India got past Pat Cummins and Josh Hazlewood bowling with the new ball and lo, they won the Test match. That’s reductive – but then so’s concluding a team can’t bat when it gets bowled out for 36.
Ajinkya Rahane made the most obviously telling contribution, run out for 112 in a match where only one other batsman passed 50. But then it must help a man to get regular net practice against bowlers as good as India’s. Good bowlers improve a side in ways beyond the most obvious one.
India have, historically, struggled to find a decent seam bowler, let alone a decent seam attack. This time around they appear to have travelled with at least a couple of them.
By the end of the Boxing Day Test, the tourists were without three of their top four pace bowlers and yet this appeared to have minimal impact on their ability to smother the hosts.
Australia have been bowled out three times this series with a highest total of 200. For all the drama of India’s collapse, that seems a bigger worry.
India’s batsmen failed in one very specific and actually quite understandable way – to great bowling with the new ball. Just a bit more luck (and they really didn’t have any) and they’d have been through that particular challenge and into a new one. Australia, by contrast, have been failing at everything.
Take their second innings in this Test, for example. In 103.1 overs they faced new ball and old, pace bowling and finger spin – and at no point did they do anything good. Wickets fell to all the bowlers while the run tally progressed with all the speed of a tired sloth cycling uphill with his brakes on.
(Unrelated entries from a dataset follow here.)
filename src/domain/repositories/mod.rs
//! Repository trait definitions for the domain layer.
//!
//! Traits define the contract for data operations; implementations live in
//! `crate::infrastructure::persistence`. Mock implementations are generated
//! via `mockall` for unit tests.
//!
//! # Available Repositories
//!
//! - [`LinkRepository`] - URL registry: add, lookup, click recording, removal

pub mod link_repository;

pub use link_repository::LinkRepository;

#[cfg(test)]
pub use link_repository::MockLinkRepository;
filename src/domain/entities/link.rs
//! URL record entity representing a shortened link and its clicks.

use chrono::{DateTime, Utc};

use super::click::ClickEvent;
use super::short_code::ShortCode;

/// A shortened URL held in the registry.
///
/// `id` equals the short code. All fields except `clicks` are fixed at
/// creation time; `clicks` only ever grows.
#[derive(Debug, Clone, PartialEq, Eq)]
pub struct UrlRecord {
    pub id: String,
    pub long_url: String,
    pub short_code: ShortCode,
    pub created_at: DateTime<Utc>,
    pub expires_at: DateTime<Utc>,
    pub clicks: Vec<ClickEvent>,
}

impl UrlRecord {
    /// Creates a record with no clicks.
    pub fn new(
        short_code: ShortCode,
        long_url: String,
        created_at: DateTime<Utc>,
        expires_at: DateTime<Utc>,
    ) -> Self {
        Self {
            id: short_code.as_str().to_string(),
            long_url,
            short_code,
            created_at,
            expires_at,
            clicks: Vec::new(),
        }
    }

    /// Returns true once `now` is strictly past the expiry time.
    pub fn is_expired_at(&self, now: DateTime<Utc>) -> bool {
        now > self.expires_at
    }

    pub fn click_count(&self) -> usize {
        self.clicks.len()
    }
}
//! Handler for health check endpoint.

use axum::{Json, extract::State, http::StatusCode};

use crate::api::dto::health::{CheckStatus, HealthChecks, HealthResponse};
use crate::domain::repositories::LinkRepository;
use crate::state::AppState;

/// Returns service health status with component checks.
///
/// # Endpoint
///
/// `GET /health`
///
/// # Response Codes
///
/// - **200 OK**: All components healthy
/// - **503 Service Unavailable**: One or more components degraded
///
/// # Components Checked
///
/// 1. **Registry**: Reports the number of stored links
/// 2. **Log Queue**: Checks if the remote log channel is open and reports
///    free capacity; reported as disabled when remote logging is off
///
/// # Response
///
/// ```json
/// {
///   "status": "healthy",
///   "version": "0.1.0",
///   "checks": {
///     "registry": {
///       "status": "ok",
///       "message": "3 links stored"
///     },
///     "log_queue": {
///       "status": "ok",
///       "message": "Capacity: 1000"
///     }
///   }
/// }
/// ```
pub async fn health_handler(
    State(state): State<AppState>,
) -> Result<Json<HealthResponse>, (StatusCode, Json<HealthResponse>)> {
    let registry_check = check_registry(&state).await;

    let queue_check = check_log_queue(&state);

    let all_healthy = registry_check.is_ok() && queue_check.is_ok();

    let response = HealthResponse {
        status: if all_healthy { "healthy" } else { "degraded" }.to_string(),
        version: env!("CARGO_PKG_VERSION").to_string(),
        checks: HealthChecks {
            registry: registry_check,
            log_queue: queue_check,
        },
    };

    if all_healthy {
        Ok(Json(response))
    } else {
        Err((StatusCode::SERVICE_UNAVAILABLE, Json(response)))
    }
}

async fn check_registry(state: &AppState) -> CheckStatus {
    match state.link_repository.count().await {
        Ok(count) => CheckStatus::ok(format!("{count} links stored")),
        Err(e) => CheckStatus::error(format!("Registry error: {e}")),
    }
}

/// Checks if the remote log queue is operational.
fn check_log_queue(state: &AppState) -> CheckStatus {
    match state.events.queue_status() {
        None => CheckStatus::ok("Remote logging disabled"),
        Some((true, _)) => CheckStatus::error("Log queue is closed"),
        Some((false, capacity)) => CheckStatus::ok(format!("Capacity: {capacity}")),
    }
}
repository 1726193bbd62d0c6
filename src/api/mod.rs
//! REST API layer for HTTP request/response handling.
//!
//! This layer translates HTTP requests into service calls and formats
//! responses according to API contracts.
//!
//! # Modules
//!
//! - [`dto`] - Data Transfer Objects for request/response serialization
//! - [`handlers`] - HTTP request handlers
//! - [`middleware`] - Request tracing
//! - [`routes`] - Route configuration and composition

pub mod dto;
pub mod handlers;
pub mod middleware;
pub mod routes;
//! DTOs for detailed link statistics.

use chrono::{DateTime, Utc};
use serde::Serialize;

use super::clicks::ClickInfo;
use super::stats_list::LinkStatus;

/// Detailed statistics for a specific short link.
///
/// Includes link metadata, total click count, and every click in order.
#[derive(Debug, Serialize)]
pub struct StatsResponse {
    pub code: String,
    pub long_url: String,
    pub short_url: String,
    pub created_at: DateTime<Utc>,
    pub expires_at: DateTime<Utc>,
    pub status: LinkStatus,
    pub total: usize,
    pub items: Vec<ClickInfo>,
}
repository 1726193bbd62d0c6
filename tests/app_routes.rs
mod common;

use axum::http::StatusCode;
use axum_test::TestServer;
use serde_json::json;
use snaplink::routes::router;

#[tokio::test]
async fn test_shorten_redirect_and_stats_flow() {
    let (state, _rx) = common::create_test_state();
    let server = TestServer::new(router(state)).unwrap();

    let response = server
        .post("/api/shorten")
        .json(&json!({
            "urls": [
                { "url": "https://example.com/landing", "custom_code": "launch" }
            ]
        }))
        .await;
    response.assert_status(StatusCode::CREATED);

    let response = server.get("/launch").await;
    response.assert_status(StatusCode::TEMPORARY_REDIRECT);
    assert_eq!(response.header("location"), "https://example.com/landing");

    let json = server.get("/api/stats").await.json::<serde_json::Value>();
    assert_eq!(json["summary"]["total_urls"], 1);
    assert_eq!(json["summary"]["total_clicks"], 1);
    assert_eq!(json["items"][0]["clicks"], 1);
}

#[tokio::test]
async fn test_static_routes_win_over_code_capture() {
    let (state, _rx) = common::create_test_state();
    let server = TestServer::new(router(state)).unwrap();

    let response = server.get("/not-found").await;
    response.assert_status(StatusCode::NOT_FOUND);
    assert!(response.text().contains("404: Link Not Found"));

    server.get("/health").await.assert_status_ok();
}

#[tokio::test]
async fn test_unknown_code_lands_on_not_found_page() {
    let (state, _rx) = common::create_test_state();
    let server = TestServer::new(router(state)).unwrap();

    let response = server.get("/nope42").await;
    response.assert_status(StatusCode::SEE_OTHER);

    let location = response.header("location");
    let page = server.get(location.to_str().unwrap()).await;
    page.assert_status(StatusCode::NOT_FOUND);
    assert!(page.text().contains("exist or has expired"));
}
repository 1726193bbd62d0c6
mod common;

use axum::{Router, http::StatusCode, routing::get};
use axum_test::TestServer;
use chrono::{Duration, Utc};
use snaplink::api::handlers::{stats_handler, stats_list_handler};
use snaplink::domain::entities::ClickEvent;
use snaplink::domain::repositories::LinkRepository;
use snaplink::state::AppState;

fn server(state: AppState) -> TestServer {
    let app = Router::new()
        .route("/api/stats", get(stats_list_handler))
        .route("/api/stats/{code}", get(stats_handler))
        .with_state(state);

    TestServer::new(app).unwrap()
}

async fn add_clicks(state: &AppState, code: &str, count: usize) {
    for _ in 0..count {
        state
            .link_repository
            .record_click(code, ClickEvent::new(Utc::now(), Some("Agent/1"), None))
            .await
            .unwrap();
    }
}

async fn seed(state: &AppState) {
    common::create_test_link(state, "docs01", "https://Example.com/Docs").await;
    common::create_test_link(state, "Promo", "https://shop.test/sale").await;
    common::create_expired_link(state, "old123", "https://example.org").await;

    add_clicks(state, "Promo", 2).await;
    add_clicks(state, "old123", 5).await;
}

#[tokio::test]
async fn test_stats_summary() {
    let (state, _rx) = common::create_test_state();
    seed(&state).await;
    let server = server(state);

    let response = server.get("/api/stats").await;

    response.assert_status_ok();

    let json = response.json::<serde_json::Value>();
    assert_eq!(json["summary"]["total_urls"], 3);
    assert_eq!(json["summary"]["total_clicks"], 7);
    assert_eq!(json["summary"]["active_urls"], 2);
    assert_eq!(json["summary"]["expired_urls"], 1);
    assert_eq!(json["showing"], 3);

    let items = json["items"].as_array().unwrap();
    let codes: Vec<&str> = items.iter().map(|i| i["code"].as_str().unwrap()).collect();
    assert_eq!(codes, vec!["docs01", "Promo", "old123"]);
    assert_eq!(items[1]["clicks"], 2);
    assert_eq!(items[1]["status"], "active");
    assert_eq!(items[2]["status"], "expired");
    assert_eq!(items[2]["short_url"], format!("{}/old123", common::BASE_URL));
}

#[tokio::test]
async fn test_stats_empty_registry() {
    let (state, _rx) = common::create_test_state();
    let server = server(state);

    let response = server.get("/api/stats").await;

    response.assert_status_ok();

    let json = response.json::<serde_json::Value>();
    assert_eq!(json["summary"]["total_urls"], 0);
    assert_eq!(json["summary"]["total_clicks"], 0);
    assert_eq!(json["showing"], 0);
    assert!(json["items"].as_array().unwrap().is_empty());
}

#[tokio::test]
async fn test_stats_search_filters_items_only() {
    let (state, _rx) = common::create_test_state();
    seed(&state).await;
    let server = server(state);

    let response = server
        .get("/api/stats")
        .add_query_param("search", "EXAMPLE")
        .await;

    response.assert_status_ok();

    let json = response.json::<serde_json::Value>();
    assert_eq!(json["summary"]["total_urls"], 3);
    assert_eq!(json["showing"], 2);

    let response = server
        .get("/api/stats")
        .add_query_param("search", "promo")
        .await;
    let json = response.json::<serde_json::Value>();
    assert_eq!(json["showing"], 1);
    assert_eq!(json["items"][0]["code"], "Promo");
}

#[tokio::test]
async fn test_stats_detail_lists_clicks() {
    let (state, _rx) = common::create_test_state();
    seed(&state).await;
    let server = server(state);

    let response = server.get("/api/stats/Promo").await;

    response.assert_status_ok();

    let json = response.json::<serde_json::Value>();
    assert_eq!(json["code"], "Promo");
    assert_eq!(json["long_url"], "https://shop.test/sale");
    assert_eq!(json["status"], "active");
    assert_eq!(json["total"], 2);

    let items = json["items"].as_array().unwrap();
    assert_eq!(items.len(), 2);
    assert_eq!(items[0]["user_agent"], "Agent/1");
    assert_eq!(items[0]["referrer"], "direct");
}

#[tokio::test]
async fn test_stats_detail_reports_expired_link() {
    let (state, _rx) = common::create_test_state();
    seed(&state).await;
    let server = server(state);

    let response = server.get("/api/stats/old123").await;

    response.assert_status_ok();

    let json = response.json::<serde_json::Value>();
    assert_eq!(json["status"], "expired");
    assert_eq!(json["total"], 5);
}

#[tokio::test]
async fn test_stats_detail_not_found() {
    let (state, _rx) = common::create_test_state();
    let server = server(state);

    let response = server.get("/api/stats/missing").await;

    response.assert_status(StatusCode::NOT_FOUND);

    let json = response.json::<serde_json::Value>();
    assert_eq!(json["error"]["code"], "not_found");
    assert_eq!(json["error"]["details"]["code"], "missing");
}

#[tokio::test]
async fn test_stats_is_read_only() {
    let (state, _rx) = common::create_test_state();
    let created = Utc::now() - Duration::minutes(5);
    state
        .link_repository
        .add_many(vec![common::test_record(
            "stable",
            "https://example.com",
            created,
            Duration::minutes(30),
        )])
        .await
        .unwrap();
    let before = state.link_repository.list().await.unwrap();
    let server = server(state.clone());

    server.get("/api/stats").await.assert_status_ok();
    server.get("/api/stats/stable").await.assert_status_ok();

    assert_eq!(state.link_repository.list().await.unwrap(), before);
}
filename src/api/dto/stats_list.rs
//! DTOs for aggregated link statistics.

use chrono::{DateTime, Utc};
use serde::{Deserialize, Serialize};

use crate::application::services::StatsSummary;
use crate::domain::entities::UrlRecord;

/// Query parameters for the statistics list.
#[derive(Debug, Default, Deserialize)]
pub struct StatsQueryParams {
    /// Case-insensitive substring matched against long URLs and codes.
    #[serde(default)]
    pub search: Option<String>,
}

/// Registry-wide summary plus the links matching the search term.
#[derive(Debug, Serialize)]
pub struct StatsListResponse {
    pub summary: StatsSummary,
    /// Number of items returned after filtering.
    pub showing: usize,
    pub items: Vec<LinkStatsItem>,
}

/// Whether a link still redirects.
#[derive(Debug, Clone, Copy, PartialEq, Eq, Serialize)]
#[serde(rename_all = "lowercase")]
pub enum LinkStatus {
    Active,
    Expired,
}

/// Statistics for a single link.
#[derive(Debug, Serialize)]
pub struct LinkStatsItem {
    pub code: String,
    pub long_url: String,
    pub short_url: String,
    pub created_at: DateTime<Utc>,
    pub expires_at: DateTime<Utc>,
    pub status: LinkStatus,
    pub clicks: usize,
}

impl LinkStatsItem {
    pub fn from_record(record: &UrlRecord, base_url: &str, now: DateTime<Utc>) -> Self {
        let status = if record.is_expired_at(now) {
            LinkStatus::Expired
        } else {
            LinkStatus::Active
        };

        Self {
            code: record.id.clone(),
            long_url: record.long_url.clone(),
            short_url: record.short_code.url(base_url),
            created_at: record.created_at,
            expires_at: record.expires_at,
            status,
            clicks: record.click_count(),
        }
    }
}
How much of this is down to India’s great bowling and how much is down to Australia’s shit batting? We’d say ‘quite a lot’ and ‘a certain amount’ respectively, but it doesn’t really matter. What matters is the gap between the two and whether it will change. If it doesn’t, Australia are somehow in a position where it will be hard to win a Test despite fielding a set of bowlers who once bowled the same opposition out for 36.